Final Regulations Issued December 2012 clarify the following:

To clarify the “snapshot method,” the final regulations state a plan need not pick the same date in each quarter. Instead, each date used for the second, third and fourth quarters may be within three days of the date in that quarter that corresponds to the date used for the first quarter, and all dates used must fall within the same policy year or plan year.
 
If a plan uses multiple dates for the first quarter, the issuer or plan sponsor must use dates in the second, third, and fourth quarters that correspond to each of the dates used for the first quarter or are within three days of such corresponding dates, and all dates used must fall within the same policy year or plan year.
 
To clarify which individuals/lives must be counted in the case of multiple arrangements and HRAs and Health FSAs, the final regulations:
 
·        Permit a self-insured health plan that provides accident/health coverage through fully-insured options and self-insured options to disregard the individuals covered solely under the fully-insured options for purposes of the fees. The carrier of the fully-insured option will count these individuals in calculating its PCORI fee.
·        Clarify that two or more self-funded arrangements established or maintained by the same plan sponsor that provide for accident and health coverage other than through an insurance policy and that have the same plan year may be treated as a single applicable self-insured health plan
·        Permit a plan with an HRA or FSA to assume one covered life (instead of paying twice) for each employee as long as the FSA is an “excepted benefit”
Transition Relief. The final regulations retain the transition relief provided under the proposed regulations for counting covered lives during the period before regulations were issued. Some commenters had requested additional relief, but the final regulations deny their requests.
 
How and when the fee is paid
 
The fee is paid only once a year through revised Tax Form 720 (Quarterly Federal Excise Tax Return), on the second quarter filing (even though this form is otherwise used for quarterly filings). The annual PCORI fee deadline is July 31 of the calendar year immediately following the last day of the policy or plan year.   For example, for a plan year ending on December 31, 2012 the form must be filed by July 31, 2013.
For insured plans, the carrier is responsible to pay the fee; for self-funded plans, the plan sponsor is the responsible party.  As noted previously, in June 2013 the IRS issued a legal opinion that the PCORI fee is a tax-deductible expense (under Code section 162(a)) for self-insured plan sponsors and for health insurers.

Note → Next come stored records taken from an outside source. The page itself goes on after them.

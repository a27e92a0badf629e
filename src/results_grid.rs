//! Results Grid Module for dbcli
//!
//! Renders a query result as a bordered ASCII table: one column per result
//! column, `NULL` for missing values, long cells cut down, and only the first
//! `max_rows` rows drawn with a notice naming the total.

use crate::core::db::{QueryResult, Value};
use comfy_table::presets::NOTHING;
use comfy_table::{Table, TableComponent};

/// Cells longer than this many characters are cut
pub const MAX_CELL_WIDTH: usize = 40;
/// Default number of rows drawn
pub const DEFAULT_MAX_ROWS: usize = 50;

/// `+---+` box with a rule under the header and none between rows
const BORDERS: [(TableComponent, char); 15] = [
    (TableComponent::LeftBorder, '|'),
    (TableComponent::RightBorder, '|'),
    (TableComponent::VerticalLines, '|'),
    (TableComponent::TopBorder, '-'),
    (TableComponent::BottomBorder, '-'),
    (TableComponent::HeaderLines, '-'),
    (TableComponent::TopLeftCorner, '+'),
    (TableComponent::TopRightCorner, '+'),
    (TableComponent::BottomLeftCorner, '+'),
    (TableComponent::BottomRightCorner, '+'),
    (TableComponent::TopBorderIntersections, '+'),
    (TableComponent::BottomBorderIntersections, '+'),
    (TableComponent::LeftHeaderIntersection, '+'),
    (TableComponent::RightHeaderIntersection, '+'),
    (TableComponent::MiddleHeaderIntersections, '+'),
];

/// Text shown for a single value
pub fn cell_text(value: Option<&Value>) -> String {
    let text = match value {
        None | Some(Value::Null) => return "NULL".to_string(),
        Some(value) => value.to_string(),
    };
    if text.chars().count() > MAX_CELL_WIDTH {
        let kept: String = text.chars().take(MAX_CELL_WIDTH - 3).collect();
        format!("{}...", kept)
    } else {
        text
    }
}

/// Represents the entire grid structure.
#[derive(Debug, Clone, PartialEq)]
pub struct ResultsGrid {
    pub headers: Vec<String>,
    pub rows: Vec<Vec<String>>,
    /// Rows in the result, including those not drawn
    pub total_rows: usize,
}

impl ResultsGrid {
    /// Builds the grid for `result`, keeping at most `max_rows` rows.
    pub fn from_result(result: &QueryResult, max_rows: usize) -> Self {
        let headers = result.column_names();
        let rows = result
            .rows
            .iter()
            .take(max_rows)
            .map(|row| headers.iter().map(|h| cell_text(row.get(h))).collect())
            .collect();
        ResultsGrid {
            headers,
            rows,
            total_rows: result.rows.len(),
        }
    }

    pub fn is_truncated(&self) -> bool {
        self.total_rows > self.rows.len()
    }

    /// Renders the grid, followed by the truncation notice when rows were
    /// left out. An empty grid renders as an empty string.
    pub fn render(&self) -> String {
        if self.headers.is_empty() {
            return String::new();
        }
        let mut table = Table::new();
        table.load_preset(NOTHING);
        for (component, character) in BORDERS {
            table.set_style(component, character);
        }
        table.set_header(&self.headers);
        for row in &self.rows {
            table.add_row(row);
        }

        let mut output = format!("{}\n", table);
        if self.is_truncated() {
            output.push_str(&format!(
                "Showing first {} rows of {} total rows\n",
                self.rows.len(),
                self.total_rows
            ));
        }
        output
    }
}
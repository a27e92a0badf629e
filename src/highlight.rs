use crate::core::db::EngineFamily;
use crossterm::style::Stylize;
use once_cell::sync::Lazy;
use regex::Regex;
use std::collections::HashSet;

const SQL_KEYWORDS: &[&str] = &[
    "SELECT", "FROM", "WHERE", "ORDER", "BY", "GROUP", "HAVING", "LIMIT", "OFFSET",
    "DISTINCT", "AS", "JOIN", "INNER", "LEFT", "RIGHT", "FULL", "OUTER", "ON",
    "UNION", "INTERSECT", "EXCEPT", "ALL", "EXISTS", "IN", "BETWEEN", "LIKE", "ILIKE",
    "INSERT", "INTO", "VALUES", "UPDATE", "SET", "DELETE", "MERGE", "UPSERT",
    "CREATE", "TABLE", "DATABASE", "SCHEMA", "INDEX", "VIEW", "ALTER", "DROP", "TRUNCATE",
    "ADD", "COLUMN", "CONSTRAINT", "PRIMARY", "KEY", "FOREIGN", "REFERENCES",
    "UNIQUE", "CHECK", "DEFAULT", "NOT", "NULL", "AUTO_INCREMENT",
    "GRANT", "REVOKE", "COMMIT", "ROLLBACK", "SAVEPOINT", "BEGIN", "TRANSACTION",
    "INT", "INTEGER", "VARCHAR", "CHAR", "TEXT", "DATE", "DATETIME", "TIMESTAMP",
    "BOOLEAN", "BOOL", "DECIMAL", "NUMERIC", "FLOAT", "DOUBLE", "REAL",
    "BIGINT", "SMALLINT", "TINYINT", "SERIAL", "UUID", "JSON", "JSONB",
    "COUNT", "SUM", "AVG", "MIN", "MAX", "CONCAT", "SUBSTRING", "SUBSTR",
    "UPPER", "LOWER", "TRIM", "LENGTH", "COALESCE", "ISNULL", "NULLIF",
    "CASE", "WHEN", "THEN", "ELSE", "END", "IF", "IFNULL",
    "AND", "OR", "XOR", "IS", "TRUE", "FALSE", "UNKNOWN",
];

static KEYWORD_SET: Lazy<HashSet<&'static str>> = Lazy::new(|| SQL_KEYWORDS.iter().copied().collect());

static SQL_TOKEN_RE: Lazy<Regex> = Lazy::new(|| {
    Regex::new(
        r#"(?P<str>'(?:[^'\\]|\\.)*'|"(?:[^"\\]|\\.)*")|(?P<num>\b\d+(?:\.\d+)?\b)|(?P<word>\b[A-Za-z_][A-Za-z0-9_]*\b)"#,
    )
    .unwrap()
});

static MONGO_TOKEN_RE: Lazy<Regex> = Lazy::new(|| {
    Regex::new(
        r#"(?P<str>'(?:[^'\\]|\\.)*'|"(?:[^"\\]|\\.)*")|(?P<db>\bdb\.)|(?P<op>\$[A-Za-z]+)|(?P<method>\.[A-Za-z]+\()|(?P<num>\b\d+(?:\.\d+)?\b)"#,
    )
    .unwrap()
});

/// Colors a query for display. The visible text is never altered.
pub fn highlight(text: &str, family: EngineFamily) -> String {
    match family {
        EngineFamily::Sql => highlight_sql(text),
        EngineFamily::Document => highlight_mongo(text),
    }
}

fn highlight_sql(text: &str) -> String {
    let mut out = String::with_capacity(text.len());
    let mut last = 0;
    for caps in SQL_TOKEN_RE.captures_iter(text) {
        let Some(whole) = caps.get(0) else { continue };
        out.push_str(&text[last..whole.start()]);
        let token = whole.as_str();
        if caps.name("str").is_some() {
            out.push_str(&token.green().to_string());
        } else if caps.name("num").is_some() {
            out.push_str(&token.yellow().to_string());
        } else if KEYWORD_SET.contains(token.to_uppercase().as_str()) {
            out.push_str(&token.blue().to_string());
        } else {
            out.push_str(token);
        }
        last = whole.end();
    }
    out.push_str(&text[last..]);
    out
}

fn highlight_mongo(text: &str) -> String {
    let mut out = String::with_capacity(text.len());
    let mut last = 0;
    for caps in MONGO_TOKEN_RE.captures_iter(text) {
        let Some(whole) = caps.get(0) else { continue };
        out.push_str(&text[last..whole.start()]);
        let token = whole.as_str();
        if caps.name("str").is_some() {
            out.push_str(&token.green().to_string());
        } else if caps.name("db").is_some() {
            out.push_str(&token.cyan().bold().to_string());
        } else if caps.name("op").is_some() {
            out.push_str(&token.magenta().to_string());
        } else if let Some(name) = token.strip_suffix('(') {
            out.push_str(&name.blue().to_string());
            out.push('(');
        } else {
            out.push_str(&token.yellow().to_string());
        }
        last = whole.end();
    }
    out.push_str(&text[last..]);
    out
}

Additionally, the Department of Labor (DOL) indicated earlier that PCORI fees are not permissible "plan expense" under ERISA, because by law they are imposed on the plan sponsor and not on the plan itself.  This means that the PCORI fee must be paid by the plan sponsor and not from plan assets (e.g., not from participant contributions or trust assets), because ERISA's prohibited transaction rules prohibit the use of plan assets to pay expenses that are the employer's obligation.  

Final Regulations Issued December 2012 clarify the following:
Late fees that apply to filing Form 720 by July 31 of every year when paying the PCORI fee MAY be waived if the issuer or plan sponsor has reasonable cause and the failure was not due to willful neglect. Fees may NOT be waived for inadvertent error. Third parties may not file the fee.